Vermiculture, or worm farming, has been around for centuries. Basically, it uses worms to “convert animal waste, food scraps, and other dead organic matter into a nutrient rich fertilizer,” aka worm poop. (For a delightful history of poop in agriculture, check out this Modern Farmer post.) Vermiculture creates three products, all of which Hutchison sells: the worms themselves, which can be used for fishing or organic gardening, the worms’ manure, or castings, and worm eggs. Castings are commonly used as a natural organic fertilizer.
Hutchison is a former professional fisherman, as well as and a landscaper and gardener, so he knew his way around a worm before starting Appalachian Mountain Crawlers four years ago in a shed behind his house in Suches, a small town nestled in the North Georgia mountains.

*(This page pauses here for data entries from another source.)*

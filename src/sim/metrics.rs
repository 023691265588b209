//! Post-hoc metric reduction over a simulation timeseries.

use std::fmt;

use serde::Serialize;

use crate::config::GpuConfig;

use super::types::TimestepRecord;

/// Aggregate metrics derived from a complete simulation run.
///
/// Computed post-hoc from the timeseries so the reported figures can never
/// disagree with the step data.
#[derive(Debug, Clone, PartialEq, Serialize)]
pub struct Metrics {
    /// FLOPs computed over the horizon.
    pub total_flops: f64,
    /// FLOPs at 100% utilization for every step.
    pub max_possible_flops: f64,
    /// `total_flops / max_possible_flops`.
    pub utilization: f64,
    /// Mean of the per-step utilization.
    pub avg_utilization: f64,
    /// Hours with any unmet demand.
    pub hours_unserved: f64,
    /// Simulated horizon (h).
    pub total_hours: f64,
    /// PV energy available on the bus (kWh).
    pub pv_energy_kwh: f64,
    /// Energy delivered to the GPUs (kWh).
    pub gpu_energy_kwh: f64,
    /// PV energy absorbed by neither the GPUs nor the battery (kWh).
    pub pv_curtailment_kwh: f64,
    /// `pv_curtailment_kwh / pv_energy_kwh`.
    pub curtailment_fraction: f64,
    /// Requested GPU energy that PV plus battery could not supply (kWh).
    pub unmet_energy_kwh: f64,
    pub peak_pv_kw: f64,
    pub peak_gpu_kw: f64,
    /// Absolute battery bus energy moved, both directions (kWh).
    pub battery_throughput_kwh: f64,
    /// Battery converter and resistive losses (kWh).
    pub battery_losses_kwh: f64,
    /// Throughput over twice the capacity.
    pub battery_equivalent_cycles: f64,
}

impl Metrics {
    /// Column names in the order of [`Metrics::values`].
    pub const COLUMNS: [&'static str; 16] = [
        "total_flops",
        "max_possible_flops",
        "utilization",
        "avg_utilization",
        "hours_unserved",
        "total_hours",
        "pv_energy_kwh",
        "gpu_energy_kwh",
        "pv_curtailment_kwh",
        "curtailment_fraction",
        "unmet_energy_kwh",
        "peak_pv_kw",
        "peak_gpu_kw",
        "battery_throughput_kwh",
        "battery_losses_kwh",
        "battery_equivalent_cycles",
    ];

    /// Computes all metrics from the complete record vector.
    ///
    /// # Arguments
    ///
    /// * `records` - Complete simulation timeseries
    /// * `dt_hours` - Timestep duration in hours
    /// * `gpu` - GPU parameters, for the theoretical FLOP ceiling
    /// * `battery_capacity_kwh` - Battery capacity for cycle calculation
    pub fn from_records(
        records: &[TimestepRecord],
        dt_hours: f64,
        gpu: &GpuConfig,
        battery_capacity_kwh: f64,
    ) -> Self {
        let n = records.len();
        let mut total_flops = 0.0;
        let mut utilization_sum = 0.0;
        let mut unserved_steps = 0_usize;
        let mut pv_wh = 0.0;
        let mut gpu_wh = 0.0;
        let mut pv_curtailed_wh = 0.0;
        let mut unmet_wh = 0.0;
        let mut peak_pv_w = 0.0_f64;
        let mut peak_gpu_w = 0.0_f64;
        let mut throughput_wh = 0.0;
        let mut losses_wh = 0.0;

        for r in records {
            total_flops += r.flops_step;
            utilization_sum += r.utilization;
            if r.unmet_power_w > 0.0 {
                unserved_steps += 1;
            }
            pv_wh += r.pv_bus_power_w * dt_hours;
            gpu_wh += r.gpu_served_power_w * dt_hours;
            pv_curtailed_wh += r.pv_curtailed_power_w * dt_hours;
            unmet_wh += r.unmet_power_w * dt_hours;
            peak_pv_w = peak_pv_w.max(r.pv_bus_power_w);
            peak_gpu_w = peak_gpu_w.max(r.gpu_served_power_w);
            throughput_wh += r.battery_bus_power_w.abs() * dt_hours;
            losses_wh += r.battery_losses_w * dt_hours;
        }

        let max_possible_flops =
            f64::from(gpu.n_gpus) * gpu.flops_peak_per_gpu * dt_hours * 3600.0 * n as f64;
        let capacity_wh = battery_capacity_kwh * 1000.0;

        Self {
            total_flops,
            max_possible_flops,
            utilization: ratio(total_flops, max_possible_flops),
            avg_utilization: ratio(utilization_sum, n as f64),
            hours_unserved: unserved_steps as f64 * dt_hours,
            total_hours: n as f64 * dt_hours,
            pv_energy_kwh: pv_wh / 1000.0,
            gpu_energy_kwh: gpu_wh / 1000.0,
            pv_curtailment_kwh: pv_curtailed_wh / 1000.0,
            curtailment_fraction: ratio(pv_curtailed_wh, pv_wh),
            unmet_energy_kwh: unmet_wh / 1000.0,
            peak_pv_kw: peak_pv_w / 1000.0,
            peak_gpu_kw: peak_gpu_w / 1000.0,
            battery_throughput_kwh: throughput_wh / 1000.0,
            battery_losses_kwh: losses_wh / 1000.0,
            battery_equivalent_cycles: ratio(throughput_wh, 2.0 * capacity_wh),
        }
    }

    /// Metric values in the order of [`Metrics::COLUMNS`].
    pub fn values(&self) -> [f64; 16] {
        [
            self.total_flops,
            self.max_possible_flops,
            self.utilization,
            self.avg_utilization,
            self.hours_unserved,
            self.total_hours,
            self.pv_energy_kwh,
            self.gpu_energy_kwh,
            self.pv_curtailment_kwh,
            self.curtailment_fraction,
            self.unmet_energy_kwh,
            self.peak_pv_kw,
            self.peak_gpu_kw,
            self.battery_throughput_kwh,
            self.battery_losses_kwh,
            self.battery_equivalent_cycles,
        ]
    }
}

fn ratio(num: f64, den: f64) -> f64 {
    if den > 0.0 { num / den } else { 0.0 }
}

impl fmt::Display for Metrics {
    fn fmt(&self, f: &mut fmt::Formatter<'_>) -> fmt::Result {
        writeln!(f, "--- Compute Report ---")?;
        writeln!(
            f,
            "Total compute:         {:.3e} FLOP ({:.1}% of {:.3e})",
            self.total_flops,
            self.utilization * 100.0,
            self.max_possible_flops
        )?;
        writeln!(f, "Mean utilization:      {:.3}", self.avg_utilization)?;
        writeln!(
            f,
            "Hours unserved:        {:.1} of {:.1} h",
            self.hours_unserved, self.total_hours
        )?;
        writeln!(f, "PV energy:             {:.2} kWh (peak {:.2} kW)", self.pv_energy_kwh, self.peak_pv_kw)?;
        writeln!(f, "GPU energy:            {:.2} kWh (peak {:.2} kW)", self.gpu_energy_kwh, self.peak_gpu_kw)?;
        writeln!(
            f,
            "PV curtailed:          {:.2} kWh ({:.1}%)",
            self.pv_curtailment_kwh,
            self.curtailment_fraction * 100.0
        )?;
        writeln!(f, "Unmet demand:          {:.2} kWh", self.unmet_energy_kwh)?;
        write!(
            f,
            "Battery throughput:    {:.2} kWh ({:.2} equiv. cycles, {:.2} kWh lost)",
            self.battery_throughput_kwh, self.battery_equivalent_cycles, self.battery_losses_kwh
        )
    }
}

He started with 2,300 worms–enough to fill a single bucket — and now he’s got over 300,000 producing 2 cubic yards of castings a week. (For scale: That’s 400 gallons of castings a week.) Hutchison feeds the worms a seven-grain mix of organic feed and powdered calf milk, and it takes them six weeks in sphagnum peat moss to grow big enough for him to process them in an enormous harvester machine that separates the worms from their castings. Appalachian Mountain Crawlers castings are OMRI certified
Right now you can buy Appalachian Mountain Crawler castings online, as well as the Union County Farmers Market and several licensed dealers across the Southeast. And he’s looking into selling the potting soil mix he’s come up with for his own garden. “I know the stuff works because I’ve been using it myself,” he said on a recent afternoon as he looked over his crop of corn, tomatoes, and peppers. “Everything I’ve done in life relates to gardening, growing, or fishing.”
Davey Hutchison’s recipe for worm tea
Mix one part castings to three parts water, then let sit for at least 24 hours and preferably 48. “When making casting tea, the brew needs to be stirred as often as possible just to keep things in there moving around,” Hutchison says.
Filter out the castings. (Which you can use to amend soil in your garden—unlike, say, blood meal, castings won’t burn your plants!) Use the brew to water your garden or spray on your plants.